**Exercise description**:
Go through the entries one line at a time, and gather every line that has the word "each".
++++ The data
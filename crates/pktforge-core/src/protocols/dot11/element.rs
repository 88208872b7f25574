use std::fmt;
use std::sync::LazyLock;

use serde::Serialize;

use crate::codec::packet::hex;
use crate::codec::{BuildError, CodecError, DispatchTable, Element, RawView, check_width};
use crate::protocols::numbers::Dot11InformationElementId;

use super::layout;

const PROTOCOL: &str = "IEEE 802.11";

/// Data rate in Mbit/s of a Supported Rates octet (units of 500 kbit/s).
pub fn rate_mbps(rate: u8) -> f64 {
    f64::from(rate & layout::RATE_MASK) * 0.5
}

/// Whether a Supported Rates octet belongs to the BSS basic rate set.
pub fn is_basic_rate(rate: u8) -> bool {
    rate & layout::BASIC_RATE_MASK != 0
}

#[derive(Debug, Clone, Copy, PartialEq, Eq, Hash, Serialize)]
pub struct Dot11ChannelRange {
    pub first_channel: u8,
    pub number_of_channels: u8,
}

/// HT Capabilities element body (802.11n), multi-octet fields little-endian.
#[derive(Debug, Clone, Copy, Default, PartialEq, Eq, Hash, Serialize)]
pub struct Dot11HtCapabilities {
    pub ht_capabilities_info: u16,
    pub ampdu_parameters: u8,
    pub supported_mcs_set: [u8; 16],
    pub ht_extended_capabilities: u16,
    pub transmit_beamforming_capabilities: u32,
    pub asel_capabilities: u8,
}

impl Dot11HtCapabilities {
    fn from_body(body: &[u8]) -> Self {
        let mut supported_mcs_set = [0u8; layout::MCS_SET_LEN];
        supported_mcs_set.copy_from_slice(&body[3..19]);
        Self {
            ht_capabilities_info: u16::from_le_bytes([body[0], body[1]]),
            ampdu_parameters: body[2],
            supported_mcs_set,
            ht_extended_capabilities: u16::from_le_bytes([body[19], body[20]]),
            transmit_beamforming_capabilities: u32::from_le_bytes([
                body[21], body[22], body[23], body[24],
            ]),
            asel_capabilities: body[25],
        }
    }

    fn write_to(&self, out: &mut Vec<u8>) {
        out.extend_from_slice(&self.ht_capabilities_info.to_le_bytes());
        out.push(self.ampdu_parameters);
        out.extend_from_slice(&self.supported_mcs_set);
        out.extend_from_slice(&self.ht_extended_capabilities.to_le_bytes());
        out.extend_from_slice(&self.transmit_beamforming_capabilities.to_le_bytes());
        out.push(self.asel_capabilities);
    }

    fn info_bit(&self, n: u32) -> bool {
        self.ht_capabilities_info & (1 << n) != 0
    }

    pub fn ldpc_coding_capability(&self) -> bool {
        self.info_bit(0)
    }

    /// 20/40 MHz operation supported.
    pub fn supported_channel_width_set(&self) -> bool {
        self.info_bit(1)
    }

    pub fn sm_power_save(&self) -> u8 {
        ((self.ht_capabilities_info >> 2) & 0x03) as u8
    }

    pub fn ht_greenfield(&self) -> bool {
        self.info_bit(4)
    }

    pub fn short_gi_20mhz(&self) -> bool {
        self.info_bit(5)
    }

    pub fn short_gi_40mhz(&self) -> bool {
        self.info_bit(6)
    }

    pub fn tx_stbc(&self) -> bool {
        self.info_bit(7)
    }

    pub fn rx_stbc(&self) -> u8 {
        ((self.ht_capabilities_info >> 8) & 0x03) as u8
    }

    pub fn delayed_block_ack(&self) -> bool {
        self.info_bit(10)
    }

    /// 7935 octets rather than 3839.
    pub fn max_amsdu_length(&self) -> bool {
        self.info_bit(11)
    }

    pub fn dsss_cck_mode_40mhz(&self) -> bool {
        self.info_bit(12)
    }

    pub fn forty_mhz_intolerant(&self) -> bool {
        self.info_bit(14)
    }

    pub fn lsig_txop_protection(&self) -> bool {
        self.info_bit(15)
    }

    pub fn max_ampdu_length_exponent(&self) -> u8 {
        self.ampdu_parameters & 0x03
    }

    pub fn min_mpdu_start_spacing(&self) -> u8 {
        (self.ampdu_parameters >> 2) & 0x07
    }

    /// Rx MCS bitmask lookup, indices 0 to 76.
    pub fn supports_mcs(&self, index: u8) -> bool {
        index < 77
            && self.supported_mcs_set[usize::from(index / 8)] & (1 << (index % 8)) != 0
    }
}

/// HT Operation element body (802.11n).
#[derive(Debug, Clone, Copy, Default, PartialEq, Eq, Hash, Serialize)]
pub struct Dot11HtOperation {
    pub primary_channel: u8,
    pub information: [u8; 5],
    pub basic_mcs_set: [u8; 16],
}

impl Dot11HtOperation {
    fn from_body(body: &[u8]) -> Self {
        let mut information = [0u8; 5];
        information.copy_from_slice(&body[1..6]);
        let mut basic_mcs_set = [0u8; layout::MCS_SET_LEN];
        basic_mcs_set.copy_from_slice(&body[6..22]);
        Self {
            primary_channel: body[0],
            information,
            basic_mcs_set,
        }
    }

    fn write_to(&self, out: &mut Vec<u8>) {
        out.push(self.primary_channel);
        out.extend_from_slice(&self.information);
        out.extend_from_slice(&self.basic_mcs_set);
    }

    /// 0 none, 1 above, 3 below.
    pub fn secondary_channel_offset(&self) -> u8 {
        self.information[0] & 0x03
    }

    /// Any channel width in the supported set, rather than 20 MHz only.
    pub fn sta_channel_width(&self) -> bool {
        self.information[0] & 0x04 != 0
    }

    pub fn rifs_mode(&self) -> bool {
        self.information[0] & 0x08 != 0
    }

    pub fn ht_protection(&self) -> u8 {
        self.information[1] & 0x03
    }

    pub fn nongreenfield_stas_present(&self) -> bool {
        self.information[1] & 0x04 != 0
    }

    pub fn obss_non_ht_stas_present(&self) -> bool {
        self.information[1] & 0x10 != 0
    }

    pub fn dual_beacon(&self) -> bool {
        self.information[3] & 0x40 != 0
    }

    pub fn dual_cts_protection(&self) -> bool {
        self.information[3] & 0x80 != 0
    }

    pub fn stbc_beacon(&self) -> bool {
        self.information[4] & 0x01 != 0
    }
}
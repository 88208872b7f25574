//! GTPv1-U (3GPP TS 29.281) with the NR user plane frames of TS 38.425.
//!
//! Extension headers form a *linked* chain: the next-type octet of the
//! optional field block names the first extension, and each extension names
//! the one after it until "no more extension headers". The chain is only
//! followed when the E flag is set.
//!
//! Extension lengths count 4-octet units. Content that does not fill its
//! unit is kept as zero padding on the extension, so decoded packets
//! re-encode to the same bytes.

pub mod builder;
pub mod extension;
pub mod layout;
pub mod nru;
pub mod packet;

pub use builder::GtpV1Builder;
pub use extension::{
    GtpExtensionContent, GtpExtensionHeader, PduSessionInformation, decode_extension,
};
pub use nru::{DiscardBlock, DlDataDeliveryStatus, DlUserData, LostSnRange, NrUFrame};
pub use packet::{GtpV1Header, GtpV1Packet};
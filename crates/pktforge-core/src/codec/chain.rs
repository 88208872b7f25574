//! Element/option chain parsing.
//!
//! Three chain shapes share one invariant: each decoded element reports a
//! length in `1..=remaining`, otherwise the chain is malformed. This is what
//! keeps a hostile length byte from looping forever.
//!
//! - length-bounded: decode until the window is used up or a terminator
//!   element is seen; running out of bytes without a terminator is fine.
//! - counted: decode exactly `count` elements; running out early is an error.
//! - linked: every element names the type of the next one (GTP extension
//!   headers); a designated type ends the chain.

use tracing::warn;

use super::error::CodecError;
use super::view::RawView;

/// A self-delimiting sub-structure of a header.
pub trait Element {
    /// Encoded size in bytes, including any type/length prefix.
    fn length(&self) -> usize;
}

/// What a length-bounded chain does with an element that fails to decode.
#[derive(Debug, Clone, Copy, PartialEq, Eq)]
pub enum ChainErrorPolicy {
    /// Fail the whole header.
    Propagate,
    /// Log, keep what was decoded so far, and leave the rest unconsumed.
    StopAndLog,
}

#[derive(Debug, Clone, PartialEq, Eq)]
pub struct Chain<E> {
    pub elements: Vec<E>,
    /// Bytes covered by `elements`.
    pub consumed: usize,
}

fn checked_len<E: Element>(element: &E, remaining: &RawView<'_>) -> Result<usize, CodecError> {
    let len = element.length();
    if len == 0 || len > remaining.len() {
        return Err(remaining.malformed(format!(
            "element length {} outside 1..={}",
            len,
            remaining.len()
        )));
    }
    Ok(len)
}

pub fn parse_length_bounded<'a, E, D, T>(
    view: &RawView<'a>,
    policy: ChainErrorPolicy,
    mut decode: D,
    is_terminator: T,
) -> Result<Chain<E>, CodecError>
where
    E: Element,
    D: FnMut(RawView<'a>) -> Result<E, CodecError>,
    T: Fn(&E) -> bool,
{
    let mut elements = Vec::new();
    let mut cursor = 0;
    while cursor < view.len() {
        let remaining = view.tail(cursor)?;
        let step = decode(remaining).and_then(|element| {
            let len = checked_len(&element, &remaining)?;
            Ok((element, len))
        });
        let (element, len) = match step {
            Ok(step) => step,
            Err(err) if policy == ChainErrorPolicy::StopAndLog => {
                warn!(
                    protocol = view.protocol(),
                    offset = remaining.offset(),
                    error = %err,
                    "stopping element chain at unparsable element"
                );
                break;
            }
            Err(err) => return Err(err),
        };
        cursor += len;
        let stop = is_terminator(&element);
        elements.push(element);
        if stop {
            break;
        }
    }
    Ok(Chain {
        elements,
        consumed: cursor,
    })
}

pub fn parse_counted<'a, E, D>(
    view: &RawView<'a>,
    count: usize,
    mut decode: D,
) -> Result<Chain<E>, CodecError>
where
    E: Element,
    D: FnMut(RawView<'a>) -> Result<E, CodecError>,
{
    let mut elements = Vec::with_capacity(count.min(64));
    let mut cursor = 0;
    for index in 0..count {
        let remaining = view.tail(cursor)?;
        if remaining.is_empty() {
            return Err(remaining.malformed(format!(
                "expected {} elements, data ends after {}",
                count, index
            )));
        }
        let element = decode(remaining)?;
        cursor += checked_len(&element, &remaining)?;
        elements.push(element);
    }
    Ok(Chain {
        elements,
        consumed: cursor,
    })
}

pub fn parse_linked<'a, E, D, N>(
    view: &RawView<'a>,
    first_type: u8,
    terminator: u8,
    mut decode: D,
    next_type: N,
) -> Result<Chain<E>, CodecError>
where
    E: Element,
    D: FnMut(u8, RawView<'a>) -> Result<E, CodecError>,
    N: Fn(&E) -> u8,
{
    let mut elements = Vec::new();
    let mut cursor = 0;
    let mut kind = first_type;
    while kind != terminator {
        let remaining = view.tail(cursor)?;
        if remaining.is_empty() {
            return Err(remaining.too_short(1));
        }
        let element = decode(kind, remaining)?;
        cursor += checked_len(&element, &remaining)?;
        kind = next_type(&element);
        elements.push(element);
    }
    Ok(Chain {
        elements,
        consumed: cursor,
    })
}

#[cfg(test)]
mod tests {
    use super::*;

    #[derive(Debug, PartialEq)]
    struct Tlv {
        kind: u8,
        len: usize,
        next: u8,
    }

    impl Element for Tlv {
        fn length(&self) -> usize {
            self.len
        }
    }

    fn decode_tlv(view: RawView<'_>) -> Result<Tlv, CodecError> {
        let kind = view.read_u8(0)?;
        if kind == 0 || kind == 1 {
            return Ok(Tlv { kind, len: 1, next: 0 });
        }
        let len = view.read_u8(1)? as usize;
        view.require_len(len)?;
        Ok(Tlv { kind, len, next: 0 })
    }

    #[test]
    fn length_bounded_stops_at_terminator() {
        let data = [1u8, 7, 3, 0, 0, 9, 9];
        let view = RawView::of("demo", &data);
        let chain = parse_length_bounded(
            &view,
            ChainErrorPolicy::Propagate,
            decode_tlv,
            |e: &Tlv| e.kind == 0,
        )
        .unwrap();
        assert_eq!(chain.elements.len(), 3);
        assert_eq!(chain.consumed, 5);
    }

    #[test]
    fn length_bounded_without_terminator_consumes_everything() {
        let data = [1u8, 7, 2, 0];
        let chain = parse_length_bounded(
            &RawView::of("demo", &data),
            ChainErrorPolicy::Propagate,
            decode_tlv,
            |e: &Tlv| e.kind == 0,
        )
        .unwrap();
        assert_eq!(chain.consumed, data.len());
    }

    #[test]
    fn zero_length_element_is_malformed() {
        let data = [7u8, 0, 1];
        let err = parse_length_bounded(
            &RawView::of("demo", &data),
            ChainErrorPolicy::Propagate,
            decode_tlv,
            |_: &Tlv| false,
        )
        .unwrap_err();
        assert!(matches!(err, CodecError::Malformed { .. }));
    }

    #[test]
    fn stop_and_log_keeps_decoded_prefix() {
        let data = [1u8, 1, 7, 9];
        let chain = parse_length_bounded(
            &RawView::of("demo", &data),
            ChainErrorPolicy::StopAndLog,
            decode_tlv,
            |_: &Tlv| false,
        )
        .unwrap();
        assert_eq!(chain.elements.len(), 2);
        assert_eq!(chain.consumed, 2);
    }

    #[test]
    fn counted_fails_on_truncation() {
        let data = [1u8, 1];
        let view = RawView::of("demo", &data);
        assert_eq!(parse_counted(&view, 2, decode_tlv).unwrap().consumed, 2);
        let err = parse_counted(&view, 3, decode_tlv).unwrap_err();
        assert!(err.to_string().contains("expected 3 elements"));
    }

    #[test]
    fn linked_follows_next_type() {
        let data = [5u8, 2, 6, 2];
        let mut seen = Vec::new();
        let chain = parse_linked(
            &RawView::of("demo", &data),
            5,
            0,
            |kind, view| {
                seen.push(kind);
                let len = view.read_u8(1)? as usize;
                let next = if kind == 5 { 6 } else { 0 };
                Ok(Tlv { kind, len, next })
            },
            |e: &Tlv| e.next,
        )
        .unwrap();
        assert_eq!(seen, [5, 6]);
        assert_eq!(chain.consumed, 4);
    }

    #[test]
    fn linked_requires_announced_element() {
        let data = [5u8, 2];
        let err = parse_linked(
            &RawView::of("demo", &data),
            5,
            0,
            |kind, view| {
                let len = view.read_u8(1)? as usize;
                Ok(Tlv { kind, len, next: 9 })
            },
            |e: &Tlv| e.next,
        )
        .unwrap_err();
        assert!(matches!(err, CodecError::TooShort { .. }));
    }
}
++++++++
**Answer for this exercise**:
//! optional field block names the first extension, and each extension names
//! Three chain shapes share one invariant: each decoded element reports a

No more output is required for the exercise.